L’une de ces maximes dit : « Si vous ne pouvez persuader, appliquez- vous à séduire ».
Comment ne pas évoquer celle-ci en lisant les commentaires qui ont accompagnés ces derniers mois la publication des résultats d’entreprises côtées, fleurons des entreprises françaises.
Par exemple, la publication des résultats d’Air France et de Vivendi, à bien des égards considérés comme très bons, n’ont pas eu d’impact sur le cours de Bourse le jour de leur annonce.
Air France est notamment reconnue comme la compagnie aérienne européenne la mieux protégée contre les prix du kérosène, mais voilà : « une bonne couverture des risques n’a jamais suffi à séduire les investisseurs » .(LesEchos,20-05-05)
Même punition pour Vivendi : « les comptes de l’ex-champion des pertes sont redevenus présentables. La dette a fondu. Toutes les activités affichent des bénéfices d’exploitation. Et le Groupe a de solides disponibilités. Mais(…) les investisseurs discernent mal la stratégie, de même que la cohérence entre les métiers «. (Les Echos 20-05-05)
Et que dire d’ACCOR, accusé de décote d’image lors de l’assemblée générale, et dont le Président, Jean-Marc Espalioux est poussé vers la sortie, « car, si ses talents de gestionnaires sont avérés, son charisme laisse à désirer ». (Les Echos 8-08-05).
Que retenir de ces commentaires ? : que la gestion des relations de l’entreprise, et de son dirigeant, avec les actionnaires relève plus de la séduction que de la conviction rationnelle, et que l’alchimie des composantes de cette séduction varie selon les moments et les entreprises.
Il ne s’agit pas de choisir, de convaincre ou de séduire, mais de sortir de la dictature du OU, et de convaincre ET séduire.
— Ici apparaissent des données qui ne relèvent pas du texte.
//! One-shot upgrade from the unversioned single-blob cache.
//!
//! The legacy blob holds full events. Migration records every legacy id in
//! the index cache, even for events that no longer decode, keeps details
//! only for the first `max_size` events, and removes the legacy key last, so
//! an interrupted run is retried on the next call.

use serde::Deserialize;
use serde_json::Value;
use tracing::{info, warn};

use crate::error::MigrationError;
use crate::event::{EventDetails, GitHubEvent};
use crate::handle::EventCache;
use crate::listener::EvictionReason;
use crate::storage::Storage;

/// What [`EventCache::migrate_old_cache`] did.
#[derive(Debug)]
pub enum MigrationOutcome {
  /// No legacy blob was stored (or it could not be decoded).
  NoLegacyCache,
  /// A legacy blob exists but carries a version other than the accepted one.
  /// It is left untouched.
  UnsupportedVersion(Option<String>),
  /// The legacy blob was migrated and removed.
  Migrated {
    /// Distinct ids written to the index cache.
    indexed: usize,
    /// Events written to the details cache.
    detailed: usize,
  },
  /// A storage step failed; the legacy blob is still in place.
  Aborted(MigrationError),
}

impl MigrationOutcome {
  pub fn is_migrated(&self) -> bool {
    matches!(self, MigrationOutcome::Migrated { .. })
  }
}

#[derive(Debug, Deserialize)]
#[serde(rename_all = "camelCase")]
struct LegacyCache {
  #[serde(default)]
  version: Option<Value>,
  #[serde(default)]
  events: Option<Vec<Value>>,
  #[serde(default)]
  total_count: Option<u64>,
}

impl LegacyCache {
  // Numeric tags such as 4.0 compare by their JSON text.
  fn version_tag(&self) -> Option<String> {
    match &self.version {
      Some(Value::String(tag)) => Some(tag.clone()),
      Some(Value::Number(n)) => n.as_f64().map(|v| {
        if v.fract() == 0.0 {
          format!("{v:.1}")
        } else {
          v.to_string()
        }
      }),
      Some(Value::Null) | None => None,
      Some(other) => Some(other.to_string()),
    }
  }
}

// Ids are read off the raw entries so an event that no longer decodes is
// still indexed. Numeric ids are kept as their decimal text.
fn legacy_id(raw: &Value) -> Option<String> {
  match raw.get("id")? {
    Value::String(id) => Some(id.clone()),
    Value::Number(id) => Some(id.to_string()),
    _ => None,
  }
}

// Only full events can be turned into details; the rest are skipped.
fn decode_events<'a>(raw: impl Iterator<Item = &'a Value>) -> Vec<GitHubEvent> {
  let mut skipped = 0usize;
  let events = raw
    .filter_map(|value| match GitHubEvent::deserialize(value) {
      Ok(event) => Some(event),
      Err(_) => {
        skipped += 1;
        None
      }
    })
    .collect();
  if skipped > 0 {
    warn!(skipped, "legacy events too incomplete to keep details for");
  }
  events
}

impl<S: Storage> EventCache<S> {
  /// Moves a legacy cache blob into the index and details caches.
  ///
  /// A no-op when there is no legacy blob or its version is not the
  /// configured legacy version. On any storage failure the legacy blob is
  /// kept and the call can simply be repeated.
  pub fn migrate_old_cache(&self) -> MigrationOutcome {
    let guard = self.write_lock.lock();
    let mut evicted = Vec::new();
    let outcome = self
      .migrate_locked(&mut evicted)
      .unwrap_or_else(MigrationOutcome::Aborted);
    drop(guard);

    self.notify(evicted, EvictionReason::Capacity);

    let key = self.config.legacy_key.as_str();
    match &outcome {
      MigrationOutcome::NoLegacyCache => info!(key, "no legacy cache to migrate"),
      MigrationOutcome::UnsupportedVersion(found) => info!(
        key,
        found = found.as_deref().unwrap_or("<none>"),
        expected = %self.config.legacy_version,
        "legacy cache version not supported, leaving it in place"
      ),
      MigrationOutcome::Migrated { indexed, detailed } => {
        info!(key, indexed, detailed, "migrated legacy cache")
      }
      MigrationOutcome::Aborted(err) => {
        warn!(key, error = %err, "legacy cache migration aborted, will retry")
      }
    }
    outcome
  }

  fn migrate_locked(
    &self,
    evicted: &mut Vec<EventDetails>,
  ) -> Result<MigrationOutcome, MigrationError> {
    let key = self.config.legacy_key.as_str();
    let raw = match self.storage.get(key).map_err(MigrationError::LegacyRead)? {
      Some(raw) => raw,
      None => return Ok(MigrationOutcome::NoLegacyCache),
    };

    let legacy: LegacyCache = match serde_json::from_str(&raw) {
      Ok(legacy) => legacy,
      Err(err) => {
        warn!(key, error = %err, "legacy cache is corrupt, ignoring it");
        return Ok(MigrationOutcome::NoLegacyCache);
      }
    };

    let version = legacy.version_tag();
    if version.as_deref() != Some(self.config.legacy_version.as_str()) {
      return Ok(MigrationOutcome::UnsupportedVersion(version));
    }

    let raw_events = legacy.events.unwrap_or_default();
    let total_count = legacy.total_count.unwrap_or(raw_events.len() as u64);

    let ids = raw_events.iter().filter_map(legacy_id);
    let indexed = self
      .write_index_locked(ids, total_count)
      .ok_or(MigrationError::IndexWrite)?;

    let recent: Vec<EventDetails> = decode_events(raw_events.iter().take(self.config.max_size))
      .iter()
      .map(|event| self.to_details(event))
      .collect();
    let detailed = recent.len();

    let (ok, mut dropped) = self.insert_batch_locked(recent);
    if !ok {
      return Err(MigrationError::DetailsWrite);
    }
    evicted.append(&mut dropped);

    self.storage.remove(key).map_err(MigrationError::LegacyRemove)?;

    Ok(MigrationOutcome::Migrated { indexed, detailed })
  }
}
Ce que l’on a envie d’entendre quand l’entreprise parle d’elle-même, c’est un souffle, une épopée, mais pas n’importe laquelle (gare à la chute d’Icare). Elle doit aussi donner du sens, en plus de la rentabilité. Ce concept de sens porte en lui tout un imaginaire que les comités de Direction doivent s’attacher à inclure dans leur agenda, car il est aussi le secret de la communication avec les clients et les collaborateurs, qui ont les mêmes attentes que les investisseurs.
En fait, on oppose souvent les préoccupations des actionnaires, des collaborateurs et des clients : tous veulent pourtant qu’on leur raconte une belle histoire, qui les emmène loin dans leur rêve, et les font se sentir plus grands, plus beaux, plus riches, pleins de sens.
Cette capacité à scénariser, à faire de tout projet une expérience inoubliable, est un atout inestimable.
Pour celui qui est en charge de mener les projets qui feront croître les performances, c’est une exigence ; à lui, au-delà des solutions techniques et des expertises, d’entrer dans la culture, de trouver les idées créatives de mise en scène et le casting qui feront du projet d’amélioration des performances autre chose qu’ »un projet de plus » auquel ne croient plus les collaborateurs qui en ont tant vu.
Voilà de quoi nourrir la réflexion et l’action pour les prochains mois où vont se préparer les plans stratégiques, les budgets, et les plans de performance : dis, patron, racontes moi une belle histoire !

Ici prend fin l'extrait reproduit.